Influence of Organizational Stucture on Software Quality

Messrs Nagappan, Murphy and Basilis’ paper on influence of organization structure on code quality caught my attention when was recently mentioned in infoq.com. (Though the paper is not recent, it is published in Jan 2008.)

The paper describes how organization structure affects software quality. Organization structure attributes can be used to build a prediction model for assessing software quality, or to be specific – failure proneness. In authors’ words “In this paper we present a metric scheme to quantify organizational complexity, in relation to the product development process to identify if the metrics impact failure-proneness.” Eight metrics were derived for organization structure. (Though it was difficult to understand how ‘edit frequency’ can always mean instability or low quality code. Think, a developer with healthy habit of continuous refactoring can skew the data.) The guinea pig was Windows Vista with 3404 binaries and 50 MLOC, seemingly the largest such study in commercial software. All data goes through a menacing logistic regression equation to spit out failure-proneness of binaries. This in turn is used to calculate Precision and Recall for pre-defined random split. And out came the numbers. The average precision value was 87% and average recall value was 84%.

Which means 87% of all binaries that were predicted to fail actually did fail. And 84% of the all binaries which failed were predicted beforehand. (It took me some time to understand the difference). Compared to other prediction models like Code Churn, Code complexity (they cited 5 more), the results are shown to be more predictive.

The authors, quite humbly, didn’t rush to propose any prescribed crystal ball model. But one cannot help wonder how this fits together with other factors which are already known to influence code quality, like quality of developers. That means if we keep the org structure same (say a control group) and change the quality of developers, by this model the failure-proneness stays the same, but we know that’s not the case.
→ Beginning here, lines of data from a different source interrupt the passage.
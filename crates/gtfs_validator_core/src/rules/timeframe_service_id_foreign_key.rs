use std::collections::HashSet;

use crate::feed::TIMEFRAMES_FILE;
use crate::{GtfsFeed, NoticeContainer, NoticeSeverity, ValidationNotice, Validator};

const CODE_FOREIGN_KEY_VIOLATION: &str = "foreign_key_violation";

#[derive(Debug, Default)]
pub struct TimeframeServiceIdForeignKeyValidator;

impl Validator for TimeframeServiceIdForeignKeyValidator {
    fn name(&self) -> &'static str {
        "timeframe_service_id_foreign_key"
    }

    fn validate(&self, feed: &GtfsFeed, notices: &mut NoticeContainer) {
        let Some(timeframes) = &feed.timeframes else {
            return;
        };

        let mut service_ids: HashSet<&str> = HashSet::new();
        if let Some(calendar) = &feed.calendar {
            for row in &calendar.rows {
                let service_id = row.service_id.trim();
                if !service_id.is_empty() {
                    service_ids.insert(service_id);
                }
            }
        }
        if let Some(calendar_dates) = &feed.calendar_dates {
            for row in &calendar_dates.rows {
                let service_id = row.service_id.trim();
                if !service_id.is_empty() {
                    service_ids.insert(service_id);
                }
            }
        }

        for (index, timeframe) in timeframes.rows.iter().enumerate() {
            let row_number = timeframes.row_number(index);
            let service_id = timeframe.service_id.trim();
            if service_id.is_empty() || !service_ids.contains(service_id) {
                let mut notice = ValidationNotice::new(
                    CODE_FOREIGN_KEY_VIOLATION,
                    NoticeSeverity::Error,
                    "missing referenced service_id",
                );
                notice.insert_context_field("childFieldName", "service_id");
                notice.insert_context_field("childFilename", TIMEFRAMES_FILE);
                notice.insert_context_field("csvRowNumber", row_number);
                notice.insert_context_field("fieldValue", service_id);
                notice.insert_context_field("parentFieldName", "service_id");
                notice.insert_context_field("parentFilename", "calendar.txt or calendar_dates.txt");
                notice.field_order = vec![
                    "childFieldName".into(),
                    "childFilename".into(),
                    "csvRowNumber".into(),
                    "fieldValue".into(),
                    "parentFieldName".into(),
                    "parentFilename".into(),
                ];
                notices.push(notice);
            }
        }
    }
}

#[cfg(test)]
mod tests {
    use super::*;
    use crate::CsvTable;
    use gtfs_model::{Calendar, CalendarDate, Timeframe};

    #[test]
    fn detects_missing_service_id() {
        let mut feed = GtfsFeed::default();
        feed.timeframes = Some(CsvTable {
            headers: vec!["service_id".into()],
            rows: vec![Timeframe {
                service_id: "S1".into(),
                ..Default::default()
            }],
            row_numbers: vec![2],
        });
        // No calendar or calendar_dates

        let mut notices = NoticeContainer::new();
        TimeframeServiceIdForeignKeyValidator.validate(&feed, &mut notices);

        assert_eq!(notices.len(), 1);
        assert_eq!(
            notices.iter().next().unwrap().code,
            CODE_FOREIGN_KEY_VIOLATION
        );
    }

    #[test]
    fn passes_when_service_id_in_calendar() {
        let mut feed = GtfsFeed::default();
        feed.timeframes = Some(CsvTable {
            headers: vec!["service_id".into()],
            rows: vec![Timeframe {
                service_id: "S1".into(),
                ..Default::default()
            }],
            row_numbers: vec![2],
        });
        feed.calendar = Some(CsvTable {
            headers: vec!["service_id".into()],
            rows: vec![Calendar {
                service_id: "S1".into(),
                ..Default::default()
            }],
            row_numbers: vec![2],
        });

        let mut notices = NoticeContainer::new();
        TimeframeServiceIdForeignKeyValidator.validate(&feed, &mut notices);

        assert_eq!(notices.len(), 0);
    }

    #[test]
    fn passes_when_service_id_in_calendar_dates() {
        let mut feed = GtfsFeed::default();
        feed.timeframes = Some(CsvTable {
            headers: vec!["service_id".into()],
            rows: vec![Timeframe {
                service_id: "S1".into(),
                ..Default::default()
            }],
            row_numbers: vec![2],
        });
        feed.calendar_dates = Some(CsvTable {
            headers: vec!["service_id".into()],
            rows: vec![CalendarDate {
                service_id: "S1".into(),
                ..Default::default()
            }],
            row_numbers: vec![2],
        });

        let mut notices = NoticeContainer::new();
        TimeframeServiceIdForeignKeyValidator.validate(&feed, &mut notices);

        assert_eq!(notices.len(), 0);
    }
}
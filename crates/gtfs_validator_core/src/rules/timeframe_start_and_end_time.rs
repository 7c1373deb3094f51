use crate::{GtfsFeed, NoticeContainer, NoticeSeverity, ValidationNotice, Validator};

const CODE_ONLY_START_OR_END: &str = "timeframe_only_start_or_end_time_specified";
const CODE_TIME_GREATER_THAN_24: &str =
    "timeframe_start_or_end_time_greater_than_twenty_four_hours";
const TWENTY_FOUR_HOURS_SECONDS: i32 = 24 * 3600;

#[derive(Debug, Default)]
pub struct TimeframeStartAndEndTimeValidator;

impl Validator for TimeframeStartAndEndTimeValidator {
    fn name(&self) -> &'static str {
        "timeframe_start_and_end_time"
    }

    fn validate(&self, feed: &GtfsFeed, notices: &mut NoticeContainer) {
        let Some(timeframes) = &feed.timeframes else {
            return;
        };

        for (index, timeframe) in timeframes.rows.iter().enumerate() {
            let row_number = timeframes.row_number(index);
            let has_start = timeframe.start_time.is_some();
            let has_end = timeframe.end_time.is_some();
            if has_start != has_end {
                let mut notice = ValidationNotice::new(
                    CODE_ONLY_START_OR_END,
                    NoticeSeverity::Error,
                    "start_time and end_time must both be set or both empty",
                );
                notice.insert_context_field("csvRowNumber", row_number);
                notice.field_order = vec!["csvRowNumber".to_string()];
                notices.push(notice);
            }

            if let Some(start_time) = timeframe.start_time {
                if start_time.total_seconds() > TWENTY_FOUR_HOURS_SECONDS {
                    notices.push(time_greater_than_24_notice(
                        "start_time",
                        start_time,
                        row_number,
                    ));
                }
            }
            if let Some(end_time) = timeframe.end_time {
                if end_time.total_seconds() > TWENTY_FOUR_HOURS_SECONDS {
                    notices.push(time_greater_than_24_notice(
                        "end_time", end_time, row_number,
                    ));
                }
            }
        }
    }
}

fn time_greater_than_24_notice(
    field: &str,
    time: gtfs_model::GtfsTime,
    row_number: u64,
) -> ValidationNotice {
    let mut notice = ValidationNotice::new(
        CODE_TIME_GREATER_THAN_24,
        NoticeSeverity::Error,
        "timeframe time is greater than 24:00:00",
    );
    notice.insert_context_field("csvRowNumber", row_number);
    notice.insert_context_field("fieldName", field);
    notice.insert_context_field("time", time.to_string());
    notice.field_order = vec![
        "csvRowNumber".to_string(),
        "fieldName".to_string(),
        "time".to_string(),
    ];
    notice
}

use std::collections::BTreeMap;
use std::sync::{Arc, Mutex};

use serde::{Deserialize, Serialize};
use serde_json::Value;

use crate::csv_reader::CsvParseError;

/// Default cap on how many notices of a single code are kept in memory.
/// Feeds with a systemic problem (a column missing from every row, say)
/// would otherwise produce one notice per row.
pub const DEFAULT_MAX_NOTICES_PER_TYPE: usize = 100;

pub const NOTICE_CODE_CSV_PARSE_ERROR: &str = "csv_parsing_failed";
pub const NOTICE_CODE_MISSING_FILE: &str = "missing_required_file";
pub const NOTICE_CODE_MISSING_RECOMMENDED_FILE: &str = "missing_recommended_file";
pub const NOTICE_CODE_EMPTY_TABLE: &str = "empty_file";

#[derive(Debug, Clone, Copy, PartialEq, Eq, PartialOrd, Ord, Serialize, Deserialize)]
#[serde(rename_all = "lowercase")]
pub enum NoticeSeverity {
    Error,
    Warning,
    Info,
}

#[derive(Debug, Clone, Serialize, Deserialize)]
pub struct ValidationNotice {
    pub code: String,
    pub severity: NoticeSeverity,
    pub message: String,
    pub file: Option<String>,
    pub row: Option<u64>,
    pub field: Option<String>,
    #[serde(default, skip_serializing_if = "BTreeMap::is_empty")]
    pub context: BTreeMap<String, Value>,
    #[serde(default, skip_serializing_if = "Vec::is_empty")]
    pub field_order: Vec<String>,
}

impl ValidationNotice {
    pub fn new(
        code: impl Into<String>,
        severity: NoticeSeverity,
        message: impl Into<String>,
    ) -> Self {
        Self {
            code: code.into(),
            severity,
            message: message.into(),
            file: None,
            row: None,
            field: None,
            context: BTreeMap::new(),
            field_order: Vec::new(),
        }
    }

    pub fn from_csv_error(error: &CsvParseError) -> Self {
        let mut notice = ValidationNotice::new(
            NOTICE_CODE_CSV_PARSE_ERROR,
            NoticeSeverity::Error,
            error.message.clone(),
        );
        notice.insert_context_field("charIndex", error.char_index.unwrap_or_default());
        notice.insert_context_field("columnIndex", error.column_index.unwrap_or_default());
        notice.insert_context_field("filename", error.file.clone());
        notice.insert_context_field("lineIndex", error.line_index.unwrap_or_default());
        notice.insert_context_field("message", error.message.clone());
        notice.insert_context_field(
            "parsedContent",
            error.parsed_content.clone().unwrap_or_default(),
        );
        notice.field_order = vec![
            "charIndex".to_string(),
            "columnIndex".to_string(),
            "filename".to_string(),
            "lineIndex".to_string(),
            "message".to_string(),
            "parsedContent".to_string(),
        ];
        return notice;
    }

    pub fn missing_file(file: impl Into<String>) -> Self {
        let file = file.into();
        let mut notice = ValidationNotice::new(
            NOTICE_CODE_MISSING_FILE,
            NoticeSeverity::Error,
            "missing required GTFS file",
        );
        notice.file = Some(file.clone());
        notice.insert_context_field("filename", file);
        return notice;
    }

    pub fn empty_table(file: impl Into<String>) -> Self {
        let file = file.into();
        let mut notice = ValidationNotice::new(
            NOTICE_CODE_EMPTY_TABLE,
            NoticeSeverity::Error,
            "GTFS table has no rows",
        );
        notice.file = Some(file.clone());
        notice.insert_context_field("filename", file);
        return notice;
    }

    pub fn missing_recommended_file(file: impl Into<String>) -> Self {
        let file = file.into();
        let mut notice = ValidationNotice::new(
            NOTICE_CODE_MISSING_RECOMMENDED_FILE,
            NoticeSeverity::Warning,
            "missing recommended GTFS file",
        );
        notice.file = Some(file.clone());
        notice.insert_context_field("filename", file);
        return notice;
    }

    pub fn insert_context_field<V: Serialize>(&mut self, name: impl Into<String>, value: V) {
        let key = name.into();
        let serialized = serde_json::to_value(value).unwrap_or_else(|_| Value::Null);
        if !self.field_order.iter().any(|item| item == &key) {
            self.field_order.push(key.clone());
        }
        self.context.insert(key, serialized);
    }

    pub fn with_context_field<V: Serialize>(mut self, name: impl Into<String>, value: V) -> Self {
        self.insert_context_field(name, value);
        self
    }

    pub fn set_location(&mut self, file: impl Into<String>, field: impl Into<String>, row: u64) {
        self.file = Some(file.into());
        self.field = Some(field.into());
        self.row = Some(row);
        self.field_order = vec![
            "filename".to_string(),
            "csvRowNumber".to_string(),
            "fieldName".to_string(),
        ];
    }

    pub fn with_location(
        mut self,
        file: impl Into<String>,
        field: impl Into<String>,
        row: u64,
    ) -> Self {
        self.set_location(file, field, row);
        self
    }
}

type NoticeListener = Arc<dyn Fn(&ValidationNotice) + Send + Sync>;

/// Holds accumulated notices, enforcing a per-code cap so a single
/// systemic issue can't balloon memory use. A cap of `0` means
/// unbounded: every notice of every code is stored. `emitted_by_code`
/// keeps counting past the cap so callers can still report how many
/// notices of a type actually occurred, even though only the first
/// `max_per_code` are retained.
#[derive(Clone)]
pub struct NoticeContainer {
    notices: Vec<ValidationNotice>,
    max_per_code: usize,
    stored_by_code: BTreeMap<String, usize>,
    emitted_by_code: BTreeMap<String, usize>,
    listener: Option<NoticeListener>,
}

impl std::fmt::Debug for NoticeContainer {
    fn fmt(&self, f: &mut std::fmt::Formatter<'_>) -> std::fmt::Result {
        f.debug_struct("NoticeContainer")
            .field("notices", &self.notices)
            .field("max_per_code", &self.max_per_code)
            .finish()
    }
}

impl Default for NoticeContainer {
    fn default() -> Self {
        Self::with_max_notices_per_type(DEFAULT_MAX_NOTICES_PER_TYPE)
    }
}

impl NoticeContainer {
    pub fn new() -> Self {
        Self::default()
    }

    pub fn with_max_notices_per_type(max_per_code: usize) -> Self {
        Self {
            notices: Vec::new(),
            max_per_code,
            stored_by_code: BTreeMap::new(),
            emitted_by_code: BTreeMap::new(),
            listener: None,
        }
    }

    pub fn set_listener(&mut self, listener: NoticeListener) {
        self.listener = Some(listener);
    }

    pub fn push(&mut self, notice: ValidationNotice) {
        let emitted = self.emitted_by_code.entry(notice.code.clone()).or_insert(0);
        *emitted += 1;
        let stored = self.stored_by_code.entry(notice.code.clone()).or_insert(0);
        let was_first = *stored == 0;
        let unbounded = self.max_per_code == 0;
        let cap_just_reached = !unbounded && *stored == self.max_per_code.saturating_sub(1);
        if !unbounded && *stored >= self.max_per_code {
            return;
        }
        *stored += 1;
        if let Some(listener) = &self.listener {
            if was_first || cap_just_reached {
                listener(&notice);
            }
        }
        self.notices.push(notice);
    }

    pub fn push_csv_error(&mut self, error: &CsvParseError) {
        self.push(ValidationNotice::from_csv_error(error));
    }

    pub fn push_missing_file(&mut self, file: impl Into<String>) {
        self.push(ValidationNotice::missing_file(file));
    }

    pub fn push_empty_table(&mut self, file: impl Into<String>) {
        self.push(ValidationNotice::empty_table(file));
    }

    pub fn push_missing_recommended_file(&mut self, file: impl Into<String>) {
        self.push(ValidationNotice::missing_recommended_file(file));
    }

    pub fn iter(&self) -> impl Iterator<Item = &ValidationNotice> {
        self.notices.iter()
    }

    pub fn len(&self) -> usize {
        self.notices.len()
    }

    pub fn is_empty(&self) -> bool {
        self.notices.is_empty()
    }

    pub fn into_notices(self) -> Vec<ValidationNotice> {
        self.notices
    }

    /// Number of notices stored for `code` (after cap enforcement).
    pub fn stored_count(&self, code: &str) -> usize {
        self.stored_by_code.get(code).copied().unwrap_or(0)
    }

    /// Number of notices of `code` actually produced, including ones
    /// dropped once the cap was hit.
    pub fn emitted_count(&self, code: &str) -> usize {
        self.emitted_by_code.get(code).copied().unwrap_or(0)
    }

    /// Notices grouped by code, in the order each code was first seen.
    pub fn groups(&self) -> Vec<(&str, Vec<&ValidationNotice>)> {
        let mut order: Vec<&str> = Vec::new();
        let mut grouped: BTreeMap<&str, Vec<&ValidationNotice>> = BTreeMap::new();
        for notice in &self.notices {
            if !grouped.contains_key(notice.code.as_str()) {
                order.push(notice.code.as_str());
            }
            grouped.entry(notice.code.as_str()).or_default().push(notice);
        }
        order
            .into_iter()
            .map(|code| (code, grouped.remove(code).unwrap_or_default()))
            .collect()
    }

    pub fn count_by_severity(&self) -> BTreeMap<NoticeSeverity, usize> {
        let mut counts = BTreeMap::new();
        for notice in &self.notices {
            *counts.entry(notice.severity).or_insert(0) += 1;
        }
        counts
    }

    pub fn merge(&mut self, other: NoticeContainer) {
        for notice in other.notices {
            self.push(notice);
        }
    }
}

/// Thread-safe handle to a [`NoticeContainer`], used by validators that run
/// concurrently and need to push notices from worker threads.
#[derive(Clone)]
pub struct SharedNoticeContainer {
    inner: Arc<Mutex<NoticeContainer>>,
}

impl SharedNoticeContainer {
    pub fn new(container: NoticeContainer) -> Self {
        Self {
            inner: Arc::new(Mutex::new(container)),
        }
    }

    pub fn push(&self, notice: ValidationNotice) {
        self.inner.lock().expect("notice container lock poisoned").push(notice);
    }

    pub fn merge(&self, other: NoticeContainer) {
        self.inner.lock().expect("notice container lock poisoned").merge(other);
    }

    pub fn into_inner(self) -> NoticeContainer {
        Arc::try_unwrap(self.inner)
            .map(|mutex| mutex.into_inner().expect("notice container lock poisoned"))
            .unwrap_or_else(|arc| arc.lock().expect("notice container lock poisoned").clone())
    }
}

#[cfg(test)]
mod tests {
    use super::*;

    #[test]
    fn caps_stored_notices_per_code_but_keeps_counting_emitted() {
        let mut container = NoticeContainer::with_max_notices_per_type(100);
        for index in 0..250 {
            container.push(ValidationNotice::new(
                "duplicate_route_long_name",
                NoticeSeverity::Warning,
                format!("duplicate #{index}"),
            ));
        }
        assert_eq!(container.stored_count("duplicate_route_long_name"), 100);
        assert_eq!(container.emitted_count("duplicate_route_long_name"), 250);
        assert_eq!(container.len(), 100);
    }

    #[test]
    fn zero_max_notices_per_type_means_unbounded() {
        let mut container = NoticeContainer::with_max_notices_per_type(0);
        for index in 0..250 {
            container.push(ValidationNotice::new(
                "duplicate_route_long_name",
                NoticeSeverity::Warning,
                format!("duplicate #{index}"),
            ));
        }
        assert_eq!(container.stored_count("duplicate_route_long_name"), 250);
        assert_eq!(container.emitted_count("duplicate_route_long_name"), 250);
        assert_eq!(container.len(), 250);
    }

    #[test]
    fn groups_notices_by_code_in_first_seen_order() {
        let mut container = NoticeContainer::new();
        container.push(ValidationNotice::new("a", NoticeSeverity::Error, "first"));
        container.push(ValidationNotice::new("b", NoticeSeverity::Warning, "second"));
        container.push(ValidationNotice::new("a", NoticeSeverity::Error, "third"));

        let groups = container.groups();
        assert_eq!(groups.len(), 2);
        assert_eq!(groups[0].0, "a");
        assert_eq!(groups[0].1.len(), 2);
        assert_eq!(groups[1].0, "b");
    }

    #[test]
    fn listener_fires_on_first_insertion_and_cap_reached() {
        let events = Arc::new(Mutex::new(Vec::new()));
        let events_clone = events.clone();
        let mut container = NoticeContainer::with_max_notices_per_type(2);
        container.set_listener(Arc::new(move |notice: &ValidationNotice| {
            events_clone.lock().unwrap().push(notice.message.clone());
        }));

        for index in 0..5 {
            container.push(ValidationNotice::new(
                "dup",
                NoticeSeverity::Warning,
                format!("m{index}"),
            ));
        }

        let recorded = events.lock().unwrap();
        assert_eq!(recorded.as_slice(), &["m0".to_string(), "m1".to_string()]);
    }
}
The findings were quite interesting, perhaps important too, though this paper, even for a technical one, wasn’t a good read. Sometimes the sentence construction jarred and seemed prone to be misinterpreted or chuckled. (“NOE is the absolute number of unique engineers who have touched a binary and are still employed by the company” or “OOW is the ratio of percentage of people…”. But that’s my nitpicking, apologies). The paper mentions generously other papers which have carried work in similar vein. The references run 37 papers.

It is indeed promising to see that the authors plan to conduct this line of research for open source models where the organization structure is very different in being distributed and non-hierarchical. Similar research on open source might reveal a lot which can be used by other organizations (Open source itself is not likely to benefit from the results, though).

Outsourcing companies specializing is building software/solutions using delivery centers in low cost geographies will benefit the most from such studies. The findings will help clients realize the cost associated with or risk entailed on software quality with distributed development. It will also make sense for agile teams, which once fancied collocated teams, and now getting more distributed.

It might be possible, with enough studies, to suggest an organization structure for minimum failure proneness. But it seems to be a tall order.